The Ascension of the Lord (Year A)
Acts 1:1-11
Ephesians 1:17-23
Matthew 28:16-20
What is the meaning or significance of Christ’s victory over sin and death? What did the Easter Season mean for the Apostles: those 40 days between His Resurrection and His Ascension to God’s Right Hand? What is it that shines forth in the very intimate experiences reserved for His Apostles in His repeated appearances and teaching over those 40 days since His Resurrection and, now as Jesus is taken from their sight, as He commissions them to be His witnesses to the ends of the earth? What is it that the Ascension of the Lord crowns or confirms?
The liturgy for today says it very simply in the words: “where He has gone we hope to follow.”
However, the lessons the Risen Christ taught them during these 40 days were not all that evident to the Apostles, as we can see from the readings today, both from the Acts of the Apostles and from Matthew’s Gospel:
“Lord, has the time come? Are you going to restore the kingdom to Israel?”

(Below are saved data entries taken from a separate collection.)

use std::sync::Arc;
use std::time::Instant;

use crate::config::Config;
use crate::error::Result;
use crate::kinematics::{acceleration_field, velocity_field, AngleWorker, JointAngleData};
use crate::log;
use crate::logging::Logger;
use crate::motion::Motion;
use crate::render::arrow::UserArrowSetting;
use crate::render::scene::{
    draw_arrows, draw_mesh, hide_mesh, remove_arrows, ArrowKind, MeshState, SceneSink,
};
use crate::report::AngleReport;
use crate::skeleton::{
    validate_topology, GroupStates, JointGroup, JointIndex, JointSelection, JOINTS,
};

use super::scheduler::{AnimationState, PlaybackScheduler, StopReason, TickPlan};

/// tick の結果
#[derive(Debug, Clone, Copy, PartialEq, Eq)]
pub enum TickOutcome {
    /// ループが動いていない
    Idle,
    /// 描画してフレームを進めた
    Stepped { frame: usize },
    /// ループが終了した
    Stopped { frame: usize, reason: StopReason },
}

/// 再生中のモーションとユーザー操作を束ねる
///
/// フレーム番号・再生状態・角度キャッシュはすべてこの構造体が持ち、
/// `&mut self` を通してのみ変更される。
pub struct MotionSession {
    motion: Arc<Motion>,
    /// モーション切り替えごとに増える
    generation: u64,
    angle_data: JointAngleData,
    worker: Option<AngleWorker>,
    current_frame: usize,
    scheduler: PlaybackScheduler,
    velocity: UserArrowSetting,
    acceleration: UserArrowSetting,
    mesh_state: MeshState,
    joint_size: u8,
    selection: JointSelection,
    logger: Logger,
}

impl MotionSession {
    /// 関節トポロジーが壊れていればエラー
    pub fn new(motion: Motion, config: &Config, logger: Logger) -> Result<Self> {
        validate_topology(&JOINTS)?;
        let num_frames = motion.num_frames();
        log!(
            logger,
            "[session] motion '{}' ({} frames @ {} fps)",
            motion.name(),
            num_frames,
            motion.frame_rate
        );
        Ok(Self {
            motion: Arc::new(motion),
            generation: 0,
            angle_data: JointAngleData::empty(num_frames),
            worker: None,
            current_frame: 0,
            scheduler: PlaybackScheduler::new(),
            velocity: config.arrow_setting(ArrowKind::Velocity),
            acceleration: config.arrow_setting(ArrowKind::Acceleration),
            mesh_state: config.display.mesh,
            joint_size: config.joint_size(),
            selection: JointSelection::all(),
            logger,
        })
    }

    pub fn motion(&self) -> &Motion {
        &self.motion
    }

    pub fn generation(&self) -> u64 {
        self.generation
    }

    pub fn current_frame(&self) -> usize {
        self.current_frame
    }

    pub fn state(&self) -> AnimationState {
        self.scheduler.state()
    }

    pub fn is_loop_active(&self) -> bool {
        self.scheduler.loop_active()
    }

    pub fn mesh_state(&self) -> MeshState {
        self.mesh_state
    }

    pub fn selection(&self) -> &JointSelection {
        &self.selection
    }

    pub fn arrow_setting(&self, kind: ArrowKind) -> &UserArrowSetting {
        match kind {
            ArrowKind::Velocity => &self.velocity,
            ArrowKind::Acceleration => &self.acceleration,
        }
    }

    fn arrow_setting_mut(&mut self, kind: ArrowKind) -> &mut UserArrowSetting {
        match kind {
            ArrowKind::Velocity => &mut self.velocity,
            ArrowKind::Acceleration => &mut self.acceleration,
        }
    }

    fn last_frame(&self) -> usize {
        self.motion.num_frames().saturating_sub(1)
    }

    /// 初回表示
    pub fn show(&self, scene: &mut dyn SceneSink) {
        draw_mesh(scene, &self.motion, self.current_frame, self.mesh_state, self.joint_size);
        if self.scheduler.is_paused() {
            self.draw_enabled_arrows(scene);
        }
    }

    /// モーションを差し替える
    ///
    /// 動いているループは打ち切り、キャッシュは空のテーブルに置き換える。
    pub fn switch_motion(&mut self, motion: Motion, scene: &mut dyn SceneSink) {
        if self.scheduler.cancel() {
            log!(self.logger, "[session] stepping loop cancelled at frame {}", self.current_frame);
        }
        self.worker = None;
        self.generation += 1;
        self.current_frame = 0;
        self.angle_data = JointAngleData::empty(motion.num_frames());
        self.motion = Arc::new(motion);
        log!(
            self.logger,
            "[session] switched to '{}' ({} frames @ {} fps, generation {})",
            self.motion.name(),
            self.motion.num_frames(),
            self.motion.frame_rate,
            self.generation
        );

        self.remove_all_arrows(scene);
        draw_mesh(scene, &self.motion, 0, self.mesh_state, self.joint_size);
    }

    /// フレームを移動。停止中なら描き直す
    pub fn seek(&mut self, frame: usize, scene: &mut dyn SceneSink) {
        self.current_frame = frame.min(self.last_frame());
        if self.scheduler.is_paused() {
            self.remove_all_arrows(scene);
            draw_mesh(scene, &self.motion, self.current_frame, self.mesh_state, self.joint_size);
            self.draw_enabled_arrows(scene);
        }
    }

    pub fn reset(&mut self, scene: &mut dyn SceneSink) {
        self.scheduler.pause();
        self.current_frame = 0;
        self.remove_all_arrows(scene);
        draw_mesh(scene, &self.motion, 0, self.mesh_state, self.joint_size);
    }

    /// 再生。新しくループを起こしたら true
    pub fn play(&mut self, scene: &mut dyn SceneSink) -> bool {
        self.remove_all_arrows(scene);
        let spawned = self.scheduler.play();
        if spawned {
            log!(self.logger, "[playback] play from frame {}", self.current_frame);
        }
        spawned
    }

    /// 逆再生。新しくループを起こしたら true
    pub fn reverse(&mut self, scene: &mut dyn SceneSink) -> bool {
        self.remove_all_arrows(scene);
        let spawned = self.scheduler.reverse();
        if spawned {
            log!(self.logger, "[playback] reverse from frame {}", self.current_frame);
        }
        spawned
    }

    pub fn pause(&mut self) {
        self.scheduler.pause();
    }

    /// ループを1ステップ進める
    pub fn tick(&mut self, scene: &mut dyn SceneSink) -> TickOutcome {
        let direction = match self.scheduler.plan_tick() {
            TickPlan::Idle => return TickOutcome::Idle,
            TickPlan::Stop(reason) => return self.stopped(reason),
            TickPlan::Step(direction) => direction,
        };

        self.draw_enabled_arrows(scene);
        draw_mesh(scene, &self.motion, self.current_frame, self.mesh_state, self.joint_size);

        let (next, reason) =
            self.scheduler.advance(self.current_frame, direction, self.motion.num_frames());
        self.current_frame = next;
        match reason {
            Some(reason) => self.stopped(reason),
            None => TickOutcome::Stepped { frame: next },
        }
    }

    fn stopped(&self, reason: StopReason) -> TickOutcome {
        log!(self.logger, "[playback] stopped at frame {} ({})", self.current_frame, reason);
        TickOutcome::Stopped { frame: self.current_frame, reason }
    }

    pub fn set_arrow_enabled(&mut self, kind: ArrowKind, enabled: bool, scene: &mut dyn SceneSink) {
        self.arrow_setting_mut(kind).enabled = enabled;
        if !enabled {
            remove_arrows(scene, kind);
        } else if self.scheduler.is_paused() {
            self.draw_arrow_kind(kind, scene);
        }
    }

    pub fn set_scaling_enabled(&mut self, kind: ArrowKind, enabled: bool) {
        self.arrow_setting_mut(kind).scaling_enabled = enabled;
    }

    pub fn set_arrow_size(&mut self, kind: ArrowKind, size: u8) -> Result<()> {
        self.arrow_setting_mut(kind).set_arrow_size(size)
    }

    pub fn set_smoothing_window(&mut self, kind: ArrowKind, size: usize) -> Result<()> {
        self.arrow_setting_mut(kind).set_smoothing_window_size(size)
    }

    pub fn set_arrow_color(&mut self, kind: ArrowKind, color: [f32; 4]) {
        self.arrow_setting_mut(kind).color = color;
    }

    pub fn set_mesh_state(&mut self, state: MeshState, scene: &mut dyn SceneSink) {
        self.mesh_state = state;
        if state == MeshState::Hidden {
            hide_mesh(scene);
        } else {
            draw_mesh(scene, &self.motion, self.current_frame, state, self.joint_size);
        }
    }

    /// 関節マーカーの大きさ (1..=5)。次の描画から反映
    pub fn set_joint_size(&mut self, size: u8) {
        self.joint_size = size.clamp(1, 5);
    }

    pub fn toggle_joint(&mut self, joint: JointIndex) -> GroupStates {
        self.selection.toggle(joint);
        self.selection.group_states()
    }

    pub fn set_group(&mut self, group: JointGroup, on: bool) -> GroupStates {
        self.selection.set_group(group, on);
        self.selection.group_states()
    }

    /// グループ全体の選択を反転
    pub fn toggle_group(&mut self, group: JointGroup) -> GroupStates {
        let on = !self.selection.group_states().get(group);
        self.set_group(group, on)
    }

    pub fn select_all(&mut self, on: bool) -> GroupStates {
        self.selection.set_all(on);
        self.selection.group_states()
    }

    pub fn group_states(&self) -> GroupStates {
        self.selection.group_states()
    }

    /// 角度テーブル。未計算ならここで同期計算する
    pub fn joint_angles(&mut self) -> &JointAngleData {
        if self.angle_data.is_empty() {
            if let Some(result) = self.worker.take().and_then(AngleWorker::wait) {
                self.install_angles(result.generation, result.data, result.elapsed);
            }
        }
        if self.angle_data.is_empty() {
            let started = Instant::now();
            let data = JointAngleData::compute(&self.motion, &JOINTS);
            self.install_angles(self.generation, data, started.elapsed());
        }
        &self.angle_data
    }

    /// 角度テーブルの計算をワーカースレッドに投げる
    pub fn spawn_angle_worker(&mut self) -> bool {
        if !self.angle_data.is_empty() || self.worker.is_some() {
            return false;
        }
        self.worker = Some(AngleWorker::spawn(self.motion.clone(), self.generation));
        log!(self.logger, "[angles] worker started (generation {})", self.generation);
        true
    }

    /// ワーカーの結果を取り込む。取り込んだら true
    ///
    /// 再生中は取り込まずに次回へ回す。
    pub fn poll_angle_worker(&mut self) -> bool {
        if !self.scheduler.is_paused() {
            return false;
        }
        let Some(result) = self.worker.as_ref().and_then(AngleWorker::try_take) else {
            return false;
        };
        self.worker = None;
        self.install_angles(result.generation, result.data, result.elapsed)
    }

    fn install_angles(
        &mut self,
        generation: u64,
        data: JointAngleData,
        elapsed: std::time::Duration,
    ) -> bool {
        if generation != self.generation {
            log!(
                self.logger,
                "[angles] dropped stale result (generation {} != {})",
                generation,
                self.generation
            );
            return false;
        }
        log!(
            self.logger,
            "[angles] {} frames x {} joints in {:.1}ms",
            data.num_frames(),
            JOINTS.iter().filter(|j| j.has_angle()).count(),
            elapsed.as_secs_f64() * 1000.0
        );
        self.angle_data = data;
        true
    }

    pub fn report(&mut self) -> AngleReport {
        let selection = self.selection;
        AngleReport::build(self.joint_angles(), &JOINTS, &selection)
    }

    fn remove_all_arrows(&self, scene: &mut dyn SceneSink) {
        for kind in ArrowKind::ALL {
            remove_arrows(scene, kind);
        }
    }

    fn draw_enabled_arrows(&self, scene: &mut dyn SceneSink) {
        for kind in ArrowKind::ALL {
            if self.arrow_setting(kind).enabled {
                self.draw_arrow_kind(kind, scene);
            }
        }
    }

    /// 前フレームの矢印を消してから描く。ベクトルのない関節には何も残らない
    fn draw_arrow_kind(&self, kind: ArrowKind, scene: &mut dyn SceneSink) {
        remove_arrows(scene, kind);
        let setting = self.arrow_setting(kind);
        let frame = self.current_frame;
        let window = setting.smoothing_window_size;
        let field = match kind {
            ArrowKind::Velocity => velocity_field(&self.motion, frame, window),
            ArrowKind::Acceleration => acceleration_field(&self.motion, frame, window),
        };
        let (Some(field), Some(pose)) = (field, self.motion.pose(frame)) else {
            return;
        };
        draw_arrows(scene, kind, &pose.joints, &field, setting);
    }
}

“When they saw him they fell down before him, though some hesitated.”
It is St. Paul in today’s 2nd Reading from his letter to the Ephesians who explains to us what the Apostles only learned on Pentecost Sunday with the outpouring of the Holy Spirit.
Basically, today explains the greatness, the profundity, the length and breadth, the height and depth of what is the fulfillment of the Old Testament prophecies. We come to see things clearly. In terms of time and history we leave behind us B.C. (all of history from the dawn of Creation, all that which went before the coming of God’s Anointed, His Christ) and we enter into God’s Kingdom, now firmly established in the person of Jesus (Anno Domini, A.D., in the year of our Lord, as good Christian folk used to start off when they were writing something).
“He has put all things under his feet, and made him as the ruler of everything, the head of the Church; which is his body, the fullness of him who fills the whole creation.”
And a lot of us, just like the Apostles before Pentecost say: “And…?” Taking our Christianity for granted as we do, we wonder about what makes us different or, God forbid, better by reason of our baptism into Christ than anyone else. “Where He has gone we hope to follow.” How can we, how dare we say that we are bound to Him, to Jesus, and consequently to God’s Chosen One, His Only One:
“He has put all things under his feet, and made him as the ruler of everything, the head of the Church; which is his body, the fullness of him who fills the whole creation.”
Paul is right in praying for us, because the implications of this, of the mystery of the Resurrection and Ascension of the Lord, aren’t all that easy to grasp:
“May he enlighten the eyes of your mind so that you can see what hope his call holds for you, what rich glories he has promised the saints will inherit and how infinitely great is the power that he has exercised for us believers.”
The Solemnity of the Ascension of the Lord celebrates Christ’s victory and our hope to share in the same forever with Him in Heaven. It is indeed an absolute sort of thing, not necessarily moving us to scorn this life, but certainly inspiring a hope which goes beyond the ordinary.
These days I’m listening to CDs from a basic course in Ukrainian and reading a couple of books on the history and customs of that great country, which will soon be my home. According to the one book, buffet food or finger food at receptions is not that popular. Ukrainians, if the book is correct, still seem to believe that the best time comes from sitting around the table and eating and drinking together. The scene the author describes reminds me of a scene from a country home in one of Dostoyevsky’s books, where the young man is for all practical purposes smothered in food, drink, and the warmth of this country home. He likes it, I think, but finds too much what the elderly couple would judge as just right and truly living.
“Where He has gone we hope to follow.” Or as we read elsewhere: “here we have no lasting dwelling place.” Our world today is generally far from Dostoyevsky’s lovely little couple in the country; people tend to be lean and, sadly too, often mean. Food and drink, society and song is not necessarily the antidote for the typical type of alienation from which our Western world suffers. The great cultures of India and China or Japan, for that matter, don’t necessarily provide. Our hope can and must ultimately be found elsewhere or, should I say, beyond elsewhere and forever.
I think it is right that our lives be happy and that we have a certain measure of contentment which we share with everyone else. Maybe our world’s practical atheists don’t miss God, but if they were to encounter Him in our shared joy and in our hope to know His sacrificial love and live with Him forever beyond the grave, I firmly believe that much else would fall by the wayside and they might take us by the sleeve and beg us to lead them to the Lord.
We affirm with St. Paul, that God the Father:
“(He) has put all things under his feet, and made him as the ruler of everything, the head of the Church; which is his body, the fullness of him who fills the whole creation.”
Let your Sunday meditation carry your thoughts, beyond common friends, good times and even generous service to neighbor, to Him and where we hope to follow! His is the kingdom and the power and the glory, forever and ever!
“May he enlighten the eyes of your mind so that you can see what hope his call holds for you, what rich glories he has promised the saints will inherit and how infinitely great is the power that he has exercised for us believers.”